• _Given records_
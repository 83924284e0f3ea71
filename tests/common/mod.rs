mod assertions;
mod fixtures;
mod helpers;

// Re-export
pub use assertions::{assert_point_eq, assert_tensor_eq, assert_tensor_valid};

pub use fixtures::*;
pub use helpers::*;
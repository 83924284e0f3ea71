pub mod discretizer;
pub mod fuselage_analysis;
pub mod inertia;
pub mod topology;
pub mod wing_analysis;

pub use discretizer::{
    chordwise_stations, fuselage_segment_nodes, spoke_fractions, wing_segment_nodes, SegmentNodes,
};
pub use fuselage_analysis::{analyse_fuselage, analyse_fuselages, sample_profile, ProfileSample};
pub use inertia::{
    aircraft_inertia, engine_inertia, fuselage_inertia, run_balance, wing_inertia,
    BalanceReport, ComponentInertia, InertiaReport,
};
pub use topology::{find_root_segment, ordered_chain, reorder_segments, section_order, TopologyError};
pub use wing_analysis::{analyse_wing, analyse_wings};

• _Requirement_
Could you find each line in the entries that contains the string "topology" and copy it?

• _Solution to this problem_
pub mod topology;
pub use topology::{find_root_segment, ordered_chain, reorder_segments, section_order, TopologyError};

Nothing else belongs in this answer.